● **About this exercise**
Check every line of the records below for the string "users", then report only how many lines have it.

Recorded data
* * * * * * *

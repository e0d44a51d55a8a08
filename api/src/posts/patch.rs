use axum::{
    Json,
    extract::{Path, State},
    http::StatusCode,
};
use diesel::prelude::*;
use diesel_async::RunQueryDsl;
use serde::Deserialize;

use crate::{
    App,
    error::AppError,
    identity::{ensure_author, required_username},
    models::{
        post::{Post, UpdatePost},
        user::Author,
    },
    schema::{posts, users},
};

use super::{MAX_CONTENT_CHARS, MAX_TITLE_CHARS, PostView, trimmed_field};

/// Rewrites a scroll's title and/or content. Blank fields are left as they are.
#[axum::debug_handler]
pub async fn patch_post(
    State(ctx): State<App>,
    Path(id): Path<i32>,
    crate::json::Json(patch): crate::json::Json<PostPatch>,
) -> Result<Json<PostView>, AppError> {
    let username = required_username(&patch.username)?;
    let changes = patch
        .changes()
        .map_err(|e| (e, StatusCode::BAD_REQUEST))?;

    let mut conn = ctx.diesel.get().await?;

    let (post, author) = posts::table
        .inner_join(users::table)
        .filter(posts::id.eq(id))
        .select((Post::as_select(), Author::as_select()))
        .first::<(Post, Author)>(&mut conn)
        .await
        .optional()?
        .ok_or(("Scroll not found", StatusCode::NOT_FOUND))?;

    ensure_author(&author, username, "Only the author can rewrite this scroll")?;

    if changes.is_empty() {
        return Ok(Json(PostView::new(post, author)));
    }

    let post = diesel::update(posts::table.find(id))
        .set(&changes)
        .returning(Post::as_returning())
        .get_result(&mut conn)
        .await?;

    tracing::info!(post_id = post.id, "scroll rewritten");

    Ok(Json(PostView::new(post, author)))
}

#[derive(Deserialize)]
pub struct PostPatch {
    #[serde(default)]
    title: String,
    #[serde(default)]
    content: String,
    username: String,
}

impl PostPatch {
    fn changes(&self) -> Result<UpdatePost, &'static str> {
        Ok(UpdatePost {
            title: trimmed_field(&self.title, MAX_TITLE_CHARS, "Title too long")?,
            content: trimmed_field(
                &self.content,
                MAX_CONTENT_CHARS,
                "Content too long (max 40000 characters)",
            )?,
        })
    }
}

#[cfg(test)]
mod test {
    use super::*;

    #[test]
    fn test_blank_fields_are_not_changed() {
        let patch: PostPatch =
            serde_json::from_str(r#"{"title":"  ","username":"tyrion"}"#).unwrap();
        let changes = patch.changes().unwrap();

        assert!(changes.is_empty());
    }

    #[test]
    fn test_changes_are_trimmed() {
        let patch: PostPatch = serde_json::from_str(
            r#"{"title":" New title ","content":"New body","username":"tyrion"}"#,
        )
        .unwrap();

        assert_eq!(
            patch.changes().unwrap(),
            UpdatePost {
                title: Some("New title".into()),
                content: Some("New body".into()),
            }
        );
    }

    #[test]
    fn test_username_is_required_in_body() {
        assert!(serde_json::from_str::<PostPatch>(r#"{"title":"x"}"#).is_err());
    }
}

* * * * * * *

● **Completed task**
2